Petitioners claimed a deduction for legal and professional expenses in the amount of $1,180 on the original Schedule C, and $1,245 on the revised Schedule C. Of this amount, $1,005 was paid to Vikki Miller, Mrs. Elliott’s daughter and Mr. Elliott’s step-daughter. Mr. Elliott explained that Vikki Miller assisted in hosting the demonstrations and meetings which were held in the Elliott home. She received $5 per hour for her efforts. In addition to the services of Vikki Miller, petitioners enjoyed the services of an accountant who prepared their returns and for which they issued a check in the amount of $140. Petitioners claimed an expense in the amount of $100 for a subscription to the publications of the National Tax Institute.

Petitioners claimed a deduction for business gifts in the amount of $268 on the original Schedule C and in the amount of $293 on the revised Schedule C. Of the total amount claimed, only $224 was supported by bills or invoices. Some of the invoices indicated whom the recipient of the gift was to be, and some did not.

In addition to the copies of checks and bills, petitioners submitted a diary. They kept a record in the diary for every day that they conducted the Amway distributorship. Mrs. Elliott indicated that it was usually Mr. Elliott who kept the diary. The typical diary entry would include only the date and a name of a person or a place. If a person was named, he or she might be designated as a “prospect,” a potential downline distributor, or a “customer.”

OPINION

The first issue for our decision is whether respondent properly disallowed petitioners’ deductions for costs incurred in the conduct of the Amway activity.
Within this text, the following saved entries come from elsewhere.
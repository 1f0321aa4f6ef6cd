//! SSH-backed transfer client
//!
//! Every [`SshTransferClient::open`] performs a full SSH handshake, verifies
//! the host key against the configured fingerprint, authenticates and starts
//! the `sftp` subsystem on a fresh channel.

use std::net::ToSocketAddrs;
use std::path::Path;
use std::sync::Arc;
use std::time::Duration;

use async_trait::async_trait;
use chrono::{DateTime, Local, NaiveDateTime};
use russh::keys::key::PrivateKeyWithHashAlg;
use russh::keys::{PublicKey, PublicKeyBase64};
use russh::{client, Disconnect};
use russh_sftp::client::SftpSession as RusshSftpSession;
use tracing::{debug, info, warn};

use super::client::{FileManifest, PullRequest, RemoteSession, TransferClient};
use super::error::SftpError;
use super::host_key::{matches_fingerprint, sha256_fingerprint};
use super::plan::{
    parse_removal, plan_pull, select_removals, walk_tree, EntryKind, RemoteEntry, RemoteListing,
};
use crate::config::{AuthMethod, EndpointConfig};

/// [`TransferClient`] that talks SFTP over russh
#[derive(Debug, Clone, Default)]
pub struct SshTransferClient;

impl SshTransferClient {
    pub fn new() -> Self {
        Self
    }
}

#[async_trait]
impl TransferClient for SshTransferClient {
    async fn open(&self, endpoint: &EndpointConfig) -> Result<Box<dyn RemoteSession>, SftpError> {
        let session = SshSftpSession::connect(endpoint).await?;
        Ok(Box::new(session))
    }
}

/// Host key check for a single connection
struct ClientHandler {
    address: String,
    expected_fingerprint: Option<String>,
}

impl client::Handler for ClientHandler {
    type Error = SftpError;

    async fn check_server_key(
        &mut self,
        server_public_key: &PublicKey,
    ) -> Result<bool, Self::Error> {
        let key_bytes = server_public_key.public_key_bytes();
        let fingerprint = sha256_fingerprint(&key_bytes);

        match &self.expected_fingerprint {
            Some(expected) if matches_fingerprint(expected, &key_bytes) => {
                debug!("Host key verified for {}", self.address);
                Ok(true)
            }
            Some(expected) => {
                warn!(
                    "Host key mismatch for {}! Expected {}, got {}",
                    self.address, expected, fingerprint
                );
                Err(SftpError::HostKeyRejected(format!(
                    "{} presented {}, expected {}",
                    self.address, fingerprint, expected
                )))
            }
            None => {
                warn!(
                    "No host key fingerprint configured for {}, accepting {}",
                    self.address, fingerprint
                );
                Ok(true)
            }
        }
    }
}

/// One SSH connection with an open SFTP subsystem
pub struct SshSftpSession {
    handle: client::Handle<ClientHandler>,
    sftp: RusshSftpSession,
    address: String,
}

impl SshSftpSession {
    pub async fn connect(endpoint: &EndpointConfig) -> Result<Self, SftpError> {
        let address = endpoint.address();
        info!("Connecting to SFTP server at {}", address);

        let socket_addr = address
            .to_socket_addrs()
            .map_err(|e| SftpError::ConnectionFailed(format!("Failed to resolve address: {}", e)))?
            .next()
            .ok_or_else(|| SftpError::ConnectionFailed("No address found".to_string()))?;

        let timeout = Duration::from_secs(endpoint.timeout_secs);
        let ssh_config = client::Config {
            inactivity_timeout: Some(timeout),
            keepalive_interval: Some(Duration::from_secs(30)),
            keepalive_max: 3,
            ..Default::default()
        };

        let handler = ClientHandler {
            address: address.clone(),
            expected_fingerprint: endpoint.host_key_fingerprint.clone(),
        };

        let mut handle = tokio::time::timeout(
            timeout,
            client::connect(Arc::new(ssh_config), socket_addr, handler),
        )
        .await
        .map_err(|_| SftpError::Timeout(format!("Connection to {} timed out", address)))??;

        debug!("SSH handshake completed with {}", address);

        let authenticated = match &endpoint.auth {
            AuthMethod::Password { password } => handle
                .authenticate_password(&endpoint.username, password)
                .await
                .map_err(|e| SftpError::AuthenticationFailed(e.to_string()))?,
            AuthMethod::Key {
                key_path,
                passphrase,
            } => {
                let key = russh::keys::load_secret_key(key_path, passphrase.as_deref())?;
                let key_with_hash = PrivateKeyWithHashAlg::new(Arc::new(key), None);
                handle
                    .authenticate_publickey(&endpoint.username, key_with_hash)
                    .await
                    .map_err(|e| SftpError::AuthenticationFailed(e.to_string()))?
            }
        };

        if !authenticated.success() {
            return Err(SftpError::AuthenticationFailed(format!(
                "Authentication rejected by {} for user {}",
                address, endpoint.username
            )));
        }

        let channel = handle
            .channel_open_session()
            .await
            .map_err(|e| SftpError::ChannelError(e.to_string()))?;

        channel.request_subsystem(true, "sftp").await.map_err(|e| {
            SftpError::SubsystemNotAvailable(format!("Failed to request SFTP subsystem: {}", e))
        })?;

        let sftp = RusshSftpSession::new(channel.into_stream())
            .await
            .map_err(|e| SftpError::SubsystemNotAvailable(e.to_string()))?;

        info!("SFTP session opened on {}", address);

        Ok(Self {
            handle,
            sftp,
            address,
        })
    }

    async fn download(&self, remote: &str, local: &Path) -> Result<(), SftpError> {
        if let Some(parent) = local.parent() {
            tokio::fs::create_dir_all(parent).await?;
        }

        let mut source = self.sftp.open(remote).await?;
        let mut target = tokio::fs::File::create(local).await?;
        tokio::io::copy(&mut source, &mut target).await?;
        Ok(())
    }
}

#[async_trait]
impl RemoteSession for SshSftpSession {
    async fn pull(&mut self, request: &PullRequest) -> Result<FileManifest, SftpError> {
        let root = self.sftp.canonicalize(&request.remote_directory).await?;
        debug!(
            "Pulling {} into {:?} (mask '{}')",
            root,
            request.local_directory,
            request.file_mask.as_str()
        );

        let listing = walk_tree(self, &root).await?;
        let plan = plan_pull(&listing, request, Local::now().date_naive())?;

        let mut transferred = Vec::with_capacity(plan.len());
        for copy in plan {
            self.download(&copy.remote, &copy.local).await?;
            if copy.remove_original {
                self.sftp.remove_file(&copy.remote).await?;
            }
            transferred.push(copy.remote);
        }

        Ok(FileManifest::new(transferred))
    }

    async fn remove(&mut self, path_and_mask: &str) -> Result<Vec<String>, SftpError> {
        let (dir, mask) = parse_removal(path_and_mask)?;
        let entries = self.list(&dir).await?;

        let removed = select_removals(&dir, &mask, &entries, Local::now().date_naive());
        for path in &removed {
            self.sftp.remove_file(path).await?;
        }
        Ok(removed)
    }

    async fn close(&mut self) -> Result<(), SftpError> {
        debug!("Closing SFTP session on {}", self.address);
        if let Err(e) = self.sftp.close().await {
            debug!("SFTP close on {} failed: {}", self.address, e);
        }
        self.handle
            .disconnect(Disconnect::ByApplication, "", "en")
            .await?;
        Ok(())
    }
}

#[async_trait]
impl RemoteListing for SshSftpSession {
    async fn list(&mut self, dir: &str) -> Result<Vec<RemoteEntry>, SftpError> {
        Ok(self
            .sftp
            .read_dir(dir)
            .await?
            .map(|entry| {
                let metadata = entry.metadata();
                let kind = if metadata.is_dir() {
                    EntryKind::Directory
                } else if metadata.is_regular() {
                    EntryKind::File
                } else {
                    EntryKind::Other
                };
                RemoteEntry {
                    name: entry.file_name(),
                    kind,
                    modified: to_local_time(metadata.mtime),
                }
            })
            .collect())
    }
}

fn to_local_time(mtime: Option<u32>) -> Option<NaiveDateTime> {
    mtime
        .and_then(|secs| DateTime::from_timestamp(i64::from(secs), 0))
        .map(|utc| utc.with_timezone(&Local).naive_local())
}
These expenses were comprised primarily of purported business expense deductions although petitioners claimed a deduction for the depreciation of automobiles and household furnishings as well. Resolution of this issue depends on whether petitioners entered into the Amway activity with the actual and honest objective of making a profit.

In order to take deductions with respect to business expenses, the expense must be ordinary and necessary in carrying on a trade or business. Sec. 162(a). If the activity fails to rise to the level of a trade or business, the costs incurred in maintaining it may be deductible as expenses incurred in the production of income if the expenses are ordinary and necessary to the production or collection of income. Sec. 212. However, section 262 precludes the taxpayer from claiming a deduction for personal, living, or family expenses which were not incurred in the conduct of a trade or business or in the production of income. Finally, in order to take a depreciation deduction with respect to an asset, the asset must be used in a trade or business or held for the production of income within the meaning of section 167(a). In order to establish that the Amway activity was either a trade or business or that it was engaged in to produce income, petitioners must demonstrate that they engaged in the Amway activity with the intent to make a profit.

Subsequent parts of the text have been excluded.